1 “Reclaim” is splendidly chosen, as it not only refers to the recovery of ownership but also means “to recall from wrong or improper conduct” (to borrow from Merriam-Webster’s definition, https://www.merriam-webster.com/dictionary/reclaim).
2 As Michael Messner succinctly puts it, “For most people, ‘the sportsworld’ is an escape from the pressures and problems of everyday life” (1992, 9). At times Draper “wished there was nothing else to think about but hockey” (Johnston 1998, 127).
3 Of course, Donald also absented himself in order to be “free from the marriage bed” (Johnston 1998, 207) after finally having produced a male heir.
4 The Aeneid is a central reference in this novel. Michael Buma points out the “Virgilian descent into the underworld of Reg Ryan’s funeral home” that occurs “during the novel’s dream-sequence climax” (Buma 2012, 240). This dream causes Draper to remember his missing week. Equally important is that Aeneas, like Donald, was a reluctant preserver of a line: “though sick with heavy cares, / he counterfeits hope in his face; his pain / is held within, hidden” (Virgil 1971, Book I, 290–92).

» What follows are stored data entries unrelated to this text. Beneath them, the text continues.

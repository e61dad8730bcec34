//! Pedal boards.
//!
//! A board assigns pedal files to the three switches. Boards are listed in
//! `PEDALS/.LIST`, one per line:
//!
//! ```text
//! # name: pedal-for-A pedal-for-B pedal-for-C
//! blues: Clean Overdrive Delay
//! noise: Fuzz Fuzz Bypass
//! ```
//!
//! Selecting a board re-points the `PEDALS/A`, `B`, `C` symlinks at its
//! pedal files. A running daemon picks the change up on its next reload.

use std::fs;
use std::path::Path;

use treadle_core::PresetName;

use crate::error::ConfigError;
use crate::paths::Layout;

/// A named assignment of pedal files to switches.
#[derive(Debug, Clone, PartialEq, Eq)]
pub struct Board {
    /// Board name.
    pub name: String,
    /// Pedal file names, in switch order. At most three.
    pub pedals: Vec<String>,
}

impl Board {
    /// The pedal file each switch will load, in switch order.
    pub fn assignments(&self) -> impl Iterator<Item = (PresetName, &str)> {
        PresetName::ALL.into_iter().zip(self.pedals.iter().map(String::as_str))
    }
}

/// The boards in a `.LIST` file, in file order.
#[derive(Debug, Clone, Default, PartialEq, Eq)]
pub struct BoardList {
    boards: Vec<Board>,
}

impl BoardList {
    /// Parses `.LIST` contents. Blank lines and `#` lines are skipped.
    pub fn parse(text: &str) -> Result<Self, ConfigError> {
        let mut boards = Vec::new();
        for (i, line) in text.lines().enumerate() {
            let trimmed = line.trim();
            if trimmed.is_empty() || trimmed.starts_with('#') {
                continue;
            }
            let syntax = || ConfigError::BoardSyntax {
                line: i + 1,
                content: line.to_owned(),
            };
            let (name, rest) = trimmed.split_once(':').ok_or_else(syntax)?;
            let name = name.trim();
            let pedals: Vec<String> = rest.split_whitespace().map(str::to_owned).collect();
            if name.is_empty() || pedals.is_empty() {
                return Err(syntax());
            }
            if pedals.len() > PresetName::COUNT {
                return Err(ConfigError::BoardTooLarge {
                    board: name.to_owned(),
                    pedals: pedals.len(),
                });
            }
            boards.push(Board {
                name: name.to_owned(),
                pedals,
            });
        }
        Ok(Self { boards })
    }

    /// Reads and parses a `.LIST` file.
    pub fn load(path: impl AsRef<Path>) -> Result<Self, ConfigError> {
        let path = path.as_ref();
        let text = fs::read_to_string(path).map_err(|e| ConfigError::read_file(path, e))?;
        Self::parse(&text)
    }

    /// Finds a board by name. The first match wins.
    pub fn get(&self, name: &str) -> Option<&Board> {
        self.boards.iter().find(|b| b.name == name)
    }

    /// Iterates over boards in file order.
    pub fn iter(&self) -> std::slice::Iter<'_, Board> {
        self.boards.iter()
    }

    /// Number of boards.
    pub fn len(&self) -> usize {
        self.boards.len()
    }

    /// Returns true if the list has no boards.
    pub fn is_empty(&self) -> bool {
        self.boards.is_empty()
    }
}

/// Points the definition links of `layout` at `board`'s pedal files.
///
/// Every pedal file is checked before any link changes. Each link is
/// replaced by renaming a fresh symlink over it, so a concurrent reader sees
/// either the old pedal or the new one. Switches beyond the board's pedal
/// count keep their current definition.
#[cfg(unix)]
pub fn select_board(layout: &Layout, board: &Board) -> Result<(), ConfigError> {
    for (_, pedal) in board.assignments() {
        let path = layout.pedal_path(pedal);
        if !path.is_file() {
            return Err(ConfigError::PedalNotFound {
                board: board.name.clone(),
                path,
            });
        }
    }

    for (preset, pedal) in board.assignments() {
        let link = layout.definition_path(preset);
        let staging = layout.pedals_dir().join(format!(".{}.link", preset.file_name()));
        let _ = fs::remove_file(&staging);
        std::os::unix::fs::symlink(pedal, &staging).map_err(|e| ConfigError::write_file(&staging, e))?;
        fs::rename(&staging, &link).map_err(|e| ConfigError::write_file(&link, e))?;
        tracing::info!(board = %board.name, %preset, pedal, "linked pedal");
    }
    Ok(())
}

#[cfg(test)]
mod tests {
    use super::*;

    #[test]
    fn test_parse_list() {
        let list = BoardList::parse("# boards\n\nblues: Clean Overdrive Delay\n  noise :Fuzz  \n").unwrap();
        assert_eq!(list.len(), 2);
        let blues = list.get("blues").unwrap();
        assert_eq!(blues.pedals, vec!["Clean", "Overdrive", "Delay"]);
        let noise = list.get("noise").unwrap();
        assert_eq!(noise.pedals, vec!["Fuzz"]);
        assert_eq!(
            noise.assignments().collect::<Vec<_>>(),
            vec![(PresetName::A, "Fuzz")]
        );
        assert!(list.get("jazz").is_none());
    }

    #[test]
    fn test_missing_colon_is_syntax_error() {
        let err = BoardList::parse("ok: A\nbroken line\n").unwrap_err();
        assert!(matches!(err, ConfigError::BoardSyntax { line: 2, .. }));
    }

    #[test]
    fn test_empty_board_is_syntax_error() {
        assert!(matches!(
            BoardList::parse("empty:\n"),
            Err(ConfigError::BoardSyntax { line: 1, .. })
        ));
        assert!(matches!(
            BoardList::parse(": Fuzz\n"),
            Err(ConfigError::BoardSyntax { line: 1, .. })
        ));
    }

    #[test]
    fn test_too_many_pedals() {
        let err = BoardList::parse("big: a b c d\n").unwrap_err();
        assert!(matches!(err, ConfigError::BoardTooLarge { pedals: 4, .. }));
    }
}
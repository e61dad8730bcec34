//! Key-to-preset assignment for the footswitch.
//!
//! [`SwitchMap`] is a fixed table with one slot per [`PresetName`]. Each slot
//! holds the key code that selects that preset, so a key maps to at most one
//! preset and a preset to at most one key.
//!
//! ```rust
//! use treadle_platform::{KeyCode, PresetName, SwitchMap};
//!
//! let mut map = SwitchMap::new();
//! map.map(KeyCode::new(0x100), PresetName::A); // BTN_0
//! map.map(KeyCode::new(0x101), PresetName::B); // BTN_1
//!
//! assert_eq!(map.preset_for(KeyCode::new(0x101)), Some(PresetName::B));
//! assert_eq!(map.preset_for(KeyCode::new(0x102)), None);
//! ```

use crate::KeyCode;
use crate::keys::{KEY_A, KEY_B, KEY_C};
use treadle_core::PresetName;

/// Maps key codes to presets.
#[derive(Debug, Clone, PartialEq, Eq)]
pub struct SwitchMap {
    /// Key code per preset, indexed by [`PresetName::index`].
    slots: [Option<KeyCode>; PresetName::COUNT],
}

impl SwitchMap {
    /// Creates a map with no keys assigned.
    pub const fn new() -> Self {
        Self {
            slots: [None; PresetName::COUNT],
        }
    }

    /// The stock layout: `KEY_A`, `KEY_B`, `KEY_C` select A, B, C.
    pub const fn standard() -> Self {
        Self {
            slots: [Some(KEY_A), Some(KEY_B), Some(KEY_C)],
        }
    }

    /// Number of assigned presets.
    pub fn len(&self) -> usize {
        self.slots.iter().flatten().count()
    }

    /// Returns true if no key is assigned.
    pub fn is_empty(&self) -> bool {
        self.slots.iter().all(Option::is_none)
    }

    /// Assigns `code` to `preset`.
    ///
    /// Replaces the preset's previous key. If `code` was assigned to another
    /// preset, that assignment is removed.
    pub fn map(&mut self, code: KeyCode, preset: PresetName) {
        for slot in &mut self.slots {
            if *slot == Some(code) {
                *slot = None;
            }
        }
        self.slots[preset.index()] = Some(code);
    }

    /// Removes the key assigned to `preset`, returning it.
    pub fn unmap(&mut self, preset: PresetName) -> Option<KeyCode> {
        self.slots[preset.index()].take()
    }

    /// Removes every assignment.
    pub fn clear(&mut self) {
        self.slots = [None; PresetName::COUNT];
    }

    /// The preset selected by `code`, if any.
    pub fn preset_for(&self, code: KeyCode) -> Option<PresetName> {
        PresetName::ALL
            .into_iter()
            .find(|preset| self.slots[preset.index()] == Some(code))
    }

    /// The key assigned to `preset`, if any.
    pub fn code_for(&self, preset: PresetName) -> Option<KeyCode> {
        self.slots[preset.index()]
    }

    /// Iterates over `(key, preset)` assignments in preset order.
    pub fn iter(&self) -> impl Iterator<Item = (KeyCode, PresetName)> + '_ {
        PresetName::ALL
            .into_iter()
            .filter_map(|preset| self.code_for(preset).map(|code| (code, preset)))
    }
}

impl Default for SwitchMap {
    fn default() -> Self {
        Self::standard()
    }
}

5 Their type of joking fits the rather caustic “superiority theory” of humour—the idea that humour is essentially “malice and abuse towards people marked as deficient” (Carroll 2014, 8).
6 Draper, an intolerant child, will presumably outgrow his belief that Red Wings and Black Hawks and Bruins are not “human beings” (73). Intolerant Aunt Phil, Sister Louise, and Father Seymour, however, seem beyond hope.
7 For a compact examination of The Divine Ryans and hockey tensions within Canada, see Buma (2012, 114–15).
8 The Nazi parallel reappears when Draper’s mom asks him, “Would you lak to join zee Reseestance? [. . .] Eeet wahl be danjerous but vary exciting, mon ami” (Johnston 1998, 165). Living with Aunt Phil is like living in Nazi-occupied France.
9 There is poetic justice: when Draper is losing his bout badly, Reginald suggests that Seymour stop the fight. Seymour refuses, only to see how his half-orphan nephew “got down on [his] hands and knees and grabbed [the opponent] by the leg” (147).